On continue à désigner les cliniques privées conventionnées sous le nom "d'établissement privé à but lucratif" ou mieux "établissement privé à but commercial" par opposition aux établissements privés "à but non commercial" ou encore établissement PSPH (ou non PSPH selon les cas).
Ces dénominations résultent d'un classement juridique opposant les hôpitaux, établissements publics aux établissements privés mélangeant indistinctement et souvent volontairement ceux qui sont dits "à but lucratif" et les autres. Ce flou sémantique entre l'ensemble des établissements privés était bien commode pour rendre opaque la lecture de leurs statistiques. respectives.
Mais les termes "à but lucratif" ou mieux "établissements commerciaux" pratiquant l'écrémage des patients [1]  étaient surtout destinés à jeter l'opprobre sur les cliniques implicitement accusées de la recherche frénétique d'un profit. Cette accusation insidieuse est devenue insupportable à la fois aux gestionnaires et à leurs praticiens aussi longtemps que l'établissement a pu se maintenir en activité au prix d'un miracle quotidien. Faute de profit justement, plusieurs centaines de cliniques ont progressivement disparu dans l'indifférence générale.
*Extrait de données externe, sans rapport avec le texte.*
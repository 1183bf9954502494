//! `espeak-ng` backed synthesizer — local-first: runs fully offline as a CLI
//! tool rather than calling out to a hosted voice API, since Bulgarian
//! coverage from a bundled neural voice isn't available here. Shells out to
//! a subprocess, decoded on a blocking thread since `Command::output` is
//! synchronous I/O.

use super::{SynthesisResult, TextToSpeech, TtsError};
use async_trait::async_trait;
use std::process::Command;
use std::sync::atomic::{AtomicBool, Ordering};

const VOICE: &str = "bg";
const SPEED_WPM: &str = "160";

pub struct EspeakTts {
    available: AtomicBool,
}

impl EspeakTts {
    pub fn new() -> Self {
        let available = Command::new("espeak-ng")
            .arg("--version")
            .output()
            .map(|out| out.status.success())
            .unwrap_or(false);
        Self {
            available: AtomicBool::new(available),
        }
    }

    fn synthesize_sync(text: &str) -> Result<Vec<u8>, TtsError> {
        let output = Command::new("espeak-ng")
            .args(["-v", VOICE, "-s", SPEED_WPM, "--stdout"])
            .arg(text)
            .output()
            .map_err(|e| TtsError::SynthesisFailed(format!("failed to spawn espeak-ng: {e}")))?;

        if !output.status.success() {
            return Err(TtsError::SynthesisFailed(format!(
                "espeak-ng exited with {}",
                output.status
            )));
        }
        if output.stdout.is_empty() {
            return Err(TtsError::SynthesisFailed("espeak-ng produced no audio".into()));
        }
        Ok(output.stdout)
    }
}

impl Default for EspeakTts {
    fn default() -> Self {
        Self::new()
    }
}

#[async_trait]
impl TextToSpeech for EspeakTts {
    fn name(&self) -> &'static str {
        "espeak"
    }

    fn is_ready(&self) -> bool {
        self.available.load(Ordering::Relaxed)
    }

    async fn synthesize(&self, text: &str) -> Result<SynthesisResult, TtsError> {
        if !self.is_ready() {
            return Err(TtsError::ModelNotLoaded("espeak-ng not found on PATH".into()));
        }
        if text.is_empty() {
            return Err(TtsError::InvalidText("text must not be empty".into()));
        }

        let text = text.to_string();
        let audio = tokio::task::spawn_blocking(move || Self::synthesize_sync(&text))
            .await
            .map_err(|e| TtsError::SynthesisFailed(format!("join error: {e}")))??;

        Ok(SynthesisResult {
            audio,
            content_type: "audio/wav",
        })
    }
}

#[cfg(test)]
mod tests {
    use super::*;

    #[test]
    fn reports_unavailable_without_crashing_when_binary_missing() {
        // `is_ready()` reflects whatever probing found at construction time;
        // this just exercises the path without assuming espeak-ng is installed.
        let tts = EspeakTts::new();
        let _ = tts.is_ready();
    }

    #[tokio::test]
    async fn empty_text_is_rejected_even_if_available() {
        let tts = EspeakTts {
            available: AtomicBool::new(true),
        };
        assert!(tts.synthesize("").await.is_err());
    }
}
Les établissements survivants toujours appelés "à but lucratif" réclament une dénomination plus conforme à la réalité et à la loi : il faudrait désormais appeler les cliniques privées conventionnées établissement "sous OQN" et les établissements privés PSPH (ou non) établissement "sous dotation globale".
 
1.
Sauf erreur, c'est Mme LAUNOIS, collaboratrice du Pr. AUJALEU qui a lancé cette épithète infamante lors d'une réunion du groupe de travail présidé par le Pr. Robert DEBRE auquel je participais en mai (?) 1959.